Activity
Your response should be every line of the data, written out exactly.

[Stored items]
§ §

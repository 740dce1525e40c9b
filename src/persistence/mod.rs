//! Persistence layer: PostgreSQL event log and state snapshots.
//!
//! The in-memory registries are the source of truth; this layer keeps a
//! durable copy. Every published [`crate::domain::MatchEvent`] is appended
//! to the `events` table and the registries are snapshotted on an
//! interval, so a restart can reload the latest state via
//! [`recorder::Recorder::restore`].

pub mod models;
pub mod postgres;
pub mod recorder;

pub use postgres::PostgresPersistence;
pub use recorder::{Recorder, RecorderSettings};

§ §

Output for this exercise
repository 740dce1525e40c9b
filename src/persistence/mod.rs
//! Persistence layer: PostgreSQL event log and state snapshots.
//!
//! The in-memory registries are the source of truth; this layer keeps a
//! durable copy. Every published [`crate::domain::MatchEvent`] is appended
//! to the `events` table and the registries are snapshotted on an
//! interval, so a restart can reload the latest state via
//! [`recorder::Recorder::restore`].

pub mod models;
pub mod postgres;
pub mod recorder;

pub use postgres::PostgresPersistence;
pub use recorder::{Recorder, RecorderSettings};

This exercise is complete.